Die Ermordung des deutschen Gesandten in China, Clemens von Ketteler, brachte im Juni 1900 den Boxeraufstand auch im Deutschen Reich auf die Agenda. Wie die Rache aussehen sollte, hat Kaiser Wilhelm II. drastisch beschrieben.
Lord Seymour gibt Befehl zum Vorruecken China, Boxeraufstand 1900-1901. Erstuermung von Fort Hsiku am 22. Juni durch die vereinigten Hilfstruppen. "The Germans to the front". (Lord Seymour gibt den Befehl zum Vor- ruecken der deutschen Truppen unter Korvettenkapitaen Buchholz). Gemaelde von Carl Roechling, 1902. Lord Seymour gibt Befehl zum Vorruecken China, Boxeraufstand 1900-1901. Erstuermung von Fort Hsiku am 22. Juni durch die vereinigten Hilfstruppen. "The Germans to the front". (Lord Seymour gibt den Befehl zum Vor- ruecken der deutschen Truppen unter Korvettenkapitaen Buchholz). Gemaelde von Carl Roechling, 1902.
20. Juni 1900: Clemens von Ketteler, deutscher Gesandter in China, wird ermordet. Es folgt ein Rachefeldzug
Quelle: picture-alliance / akg-images

Clemens von Ketteler (1853–1900) hatte wohl einfach Pech, als er sich am Morgen des 20. Juni 1900 mit seinem Dolmetscher auf den Weg zum kaiserlichen Außenministerium in Peking machte. Nachdem beide das exterritoriale Gesandtschaftsviertel verlassen hatten, wurde Ketteler am Ha-Ta-Men-Tor von einem Unteroffizier der Mandschu-Armee gestoppt. Der eröffnete umgehend das Feuer.

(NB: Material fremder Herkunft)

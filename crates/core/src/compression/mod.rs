//! Compression and reset.
//!
//! When a conversation grows past the configured threshold, or the
//! designated summarizer asks for it, the history is condensed into a
//! summary that seeds a new conversation. The old conversation is closed
//! with a footer pointing at its successor and is never modified again.
//!
//! ```text
//! Active ──trigger──▶ Compressing ──ok──▶ Active(new)
//!                         │
//!                         └──failure──▶ Active(old)
//! ```

use crate::agents::base::AgentRequest;
use crate::agents::registry::AgentDescriptor;
use crate::agents::retry::{call_with_retry, CallOutcome, RetryPolicy};
use crate::transcript::{ConversationHandle, TranscriptError, TranscriptStore, TurnDraft};
use dk_protocol::conversation_models::{Conversation, Turn, TurnOrigin, STOP_SENTINEL};
use std::fmt;
use tracing::{info, warn};
use uuid::Uuid;

/// Marker a summarizer uses to request a reset.
pub const RESET_MARKER: &str = "RESET_CONVERSATION";

fn find_marker(text: &str) -> Option<usize> {
    text.to_ascii_uppercase().find(RESET_MARKER)
}

/// The summary carried by an explicit reset request, if any.
///
/// The marker is matched case-insensitively anywhere in the text; the
/// summary is the trimmed text after it and must not be empty.
pub fn signal_summary(content: &str) -> Option<String> {
    let at = find_marker(content)?;
    let summary = content[at + RESET_MARKER.len()..]
        .trim_start_matches(':')
        .trim();
    if summary.is_empty() {
        None
    } else {
        Some(summary.to_string())
    }
}

/// Drop a leading reset marker from a summary.
pub fn strip_marker(text: &str) -> String {
    let trimmed = text.trim();
    match find_marker(trimmed) {
        Some(0) => trimmed[RESET_MARKER.len()..]
            .trim_start_matches([':', ' ', '\n', '\r', '\t'])
            .trim()
            .to_string(),
        _ => trimmed.to_string(),
    }
}

#[derive(Debug, Clone, Default, PartialEq, Eq)]
pub struct CompressionPolicy {
    /// Characters of content added since the last reset that trigger another.
    pub threshold: Option<usize>,
    /// Agent id of the summarizer.
    pub summarizer: Option<String>,
}

/// Why a reset is about to happen.
#[derive(Debug, Clone, PartialEq, Eq)]
pub enum Trigger {
    Threshold { size: usize },
    /// The summarizer asked for a reset and already supplied the summary.
    Signal { summary: String },
}

#[derive(Debug, Clone, Copy, PartialEq, Eq)]
pub enum ResetState {
    Active,
    Compressing,
}

/// Outcome of a compression attempt that did not hit a storage error.
#[derive(Debug)]
pub enum CompressionResult {
    Reset {
        handle: ConversationHandle,
        previous: Conversation,
        summary_chars: usize,
    },
    /// The summary could not be produced; the conversation is untouched.
    Skipped {
        handle: ConversationHandle,
        reason: String,
    },
}

/// A storage failure during a reset. Carries whichever handle is still
/// writable so the caller can close the session.
#[derive(Debug)]
pub struct ResetFailed {
    pub error: TranscriptError,
    pub handle: ConversationHandle,
}

impl fmt::Display for ResetFailed {
    fn fmt(&self, f: &mut fmt::Formatter<'_>) -> fmt::Result {
        write!(f, "reset failed: {}", self.error)
    }
}

impl std::error::Error for ResetFailed {
    fn source(&self) -> Option<&(dyn std::error::Error + 'static)> {
        Some(&self.error)
    }
}

pub struct CompressionManager {
    policy: CompressionPolicy,
    summarizer: Option<AgentDescriptor>,
    retry: RetryPolicy,
    state: ResetState,
}

impl CompressionManager {
    /// `summarizer` is the descriptor named by the policy, when it exists.
    pub fn new(
        policy: CompressionPolicy,
        summarizer: Option<AgentDescriptor>,
        retry: RetryPolicy,
    ) -> Self {
        Self {
            policy,
            summarizer,
            retry,
            state: ResetState::Active,
        }
    }

    pub fn disabled() -> Self {
        Self::new(CompressionPolicy::default(), None, RetryPolicy::default())
    }

    pub fn state(&self) -> ResetState {
        self.state
    }

    pub fn policy(&self) -> &CompressionPolicy {
        &self.policy
    }

    /// Threshold trigger.
    ///
    /// The seed summary is not counted, so a summary longer than the
    /// threshold cannot force a reset after every turn.
    pub fn should_compress(&self, conversation: &Conversation) -> Option<Trigger> {
        let threshold = self.policy.threshold?;
        let mut new_turns = conversation
            .turns
            .iter()
            .filter(|t| t.origin != TurnOrigin::Compression)
            .peekable();
        new_turns.peek()?;
        let size: usize = new_turns.map(|t| t.content.chars().count()).sum();

        (size >= threshold).then_some(Trigger::Threshold { size })
    }

    /// Explicit trigger: a summarizer turn carrying the reset marker.
    pub fn detect_signal(&self, turn: &Turn) -> Option<Trigger> {
        let summarizer = self.policy.summarizer.as_deref()?;
        if turn.origin != TurnOrigin::Agent || !turn.speaker.eq_ignore_ascii_case(summarizer) {
            return None;
        }
        signal_summary(&turn.content).map(|summary| Trigger::Signal { summary })
    }

    async fn summarize(&self, handle: &ConversationHandle) -> Result<String, String> {
        let summarizer = self
            .summarizer
            .as_ref()
            .ok_or_else(|| "no summarizer configured".to_string())?;

        if !summarizer.is_available().await {
            return Err(format!("summarizer '{}' is not available", summarizer.id));
        }

        let request =
            AgentRequest::new(handle.conversation().topic.clone(), handle.history_snapshot())
                .for_summary();
        let policy = match summarizer.timeout {
            Some(timeout) => self.retry.with_timeout(timeout),
            None => self.retry.clone(),
        };

        match call_with_retry(summarizer.adapter().as_ref(), &request, &policy).await {
            CallOutcome::Success { text, .. } => {
                let summary = strip_marker(&text);
                if summary.is_empty() {
                    Err("summarizer returned an empty summary".to_string())
                } else if summary == STOP_SENTINEL {
                    Err("summarizer returned the stop sentinel".to_string())
                } else {
                    Ok(summary)
                }
            }
            CallOutcome::Degraded { error, attempts } => Err(format!(
                "summarizer failed after {attempts} attempt(s): {error}"
            )),
        }
    }

    /// Run one compression attempt.
    ///
    /// Owns `handle` for the duration, so no turn can be scheduled while
    /// the reset is in progress. `round` is recorded on the seed turn.
    pub async fn compress(
        &mut self,
        store: &TranscriptStore,
        handle: ConversationHandle,
        trigger: Trigger,
        round: u32,
    ) -> Result<CompressionResult, ResetFailed> {
        self.state = ResetState::Compressing;
        let old_id = handle.id();
        info!(conversation_id = %old_id, trigger = ?trigger, "compressing conversation");

        let summary = match trigger {
            Trigger::Signal { summary } => summary,
            Trigger::Threshold { .. } => match self.summarize(&handle).await {
                Ok(summary) => summary,
                Err(reason) => {
                    warn!(conversation_id = %old_id, reason = %reason, "compression skipped");
                    self.state = ResetState::Active;
                    return Ok(CompressionResult::Skipped { handle, reason });
                }
            },
        };

        let result = self.reset(store, handle, summary, round).await;
        self.state = ResetState::Active;
        result
    }

    /// Hand continuity to a new conversation seeded with `summary`.
    ///
    /// The new transcript is durable before the old one is closed.
    async fn reset(
        &self,
        store: &TranscriptStore,
        handle: ConversationHandle,
        summary: String,
        round: u32,
    ) -> Result<CompressionResult, ResetFailed> {
        let old_id = handle.id();
        let topic = handle.conversation().topic.clone();
        let speaker = self
            .policy
            .summarizer
            .clone()
            .unwrap_or_else(|| "compression".to_string());

        let mut next = match store.create(Uuid::new_v4(), &topic, Some(old_id)).await {
            Ok(next) => next,
            Err(error) => {
                return Err(ResetFailed {
                    error,
                    handle,
                })
            }
        };

        let mut seed = TurnDraft::compression(speaker, summary, round);
        if let Some(summarizer) = &self.summarizer {
            seed = seed.with_persona(summarizer.persona.clone(), summarizer.stance.clone());
        }
        let summary_chars = seed.content.chars().count();

        if let Err(error) = next.append(seed).await {
            return Err(ResetFailed {
                error,
                handle,
            });
        }

        let previous = match handle.mark_compressed(next.id()).await {
            Ok(previous) => previous,
            Err(error) => {
                return Err(ResetFailed {
                    error,
                    handle: next,
                })
            }
        };

        info!(
            old_conversation_id = %old_id,
            new_conversation_id = %next.id(),
            summary_chars,
            "conversation reset"
        );

        Ok(CompressionResult::Reset {
            handle: next,
            previous,
            summary_chars,
        })
    }
}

Vielleicht hätte Ketteler eine Eskorte retten können. Die hätte ihn zwar in den Augen seines Mörders nicht sympathischer gemacht, aber ihm wohl signalisiert, dass es sich bei seinem Opfer um eine hochgestellte „Langnase“ handelte, wie Europäer in China gern genannt wurden. Denn Ketteler war nicht irgendein Zivilist, sondern der Gesandte des Deutschen Reiches. Und damit wurde der Fall zu einer internationalen Affäre.

Zeitgenössische Abbildung des deutschen Diplomaten Klemens Freiherr von Ketteler (1853-1900). Er war deutscher Gesandter in China und wurde während des Boxeraufstandes erschossen.(Undatierte Aufnahme)
Clemens Freiherr von Ketteler (1853–1900), deutscher Gesandter in China
Quelle: picture-alliance / dpa

Kettelers Mörder erklärte vor seiner späteren Hinrichtung, im Auftrag seiner Vorgesetzten gehandelt zu haben. Das hat Einiges für sich. Denn in China standen im Frühjahr 1900 die Zeichen auf Sturm. Hunger, Misswirtschaft und die Allgegenwart ausländischer Geschäftsleute hatten dazu geführt, dass sich auf dem Land Verarmte, Enttäuschte und Entwurzelte zusammenfanden und sowohl gegen das kaiserliche Regime als auch die „weißen Teufel“ vorgingen. Da sie sich nach dem Vorbild traditioneller Kampfschulen bewaffneten, wurden sie von westlichen Beobachtern als Boxer beschrieben.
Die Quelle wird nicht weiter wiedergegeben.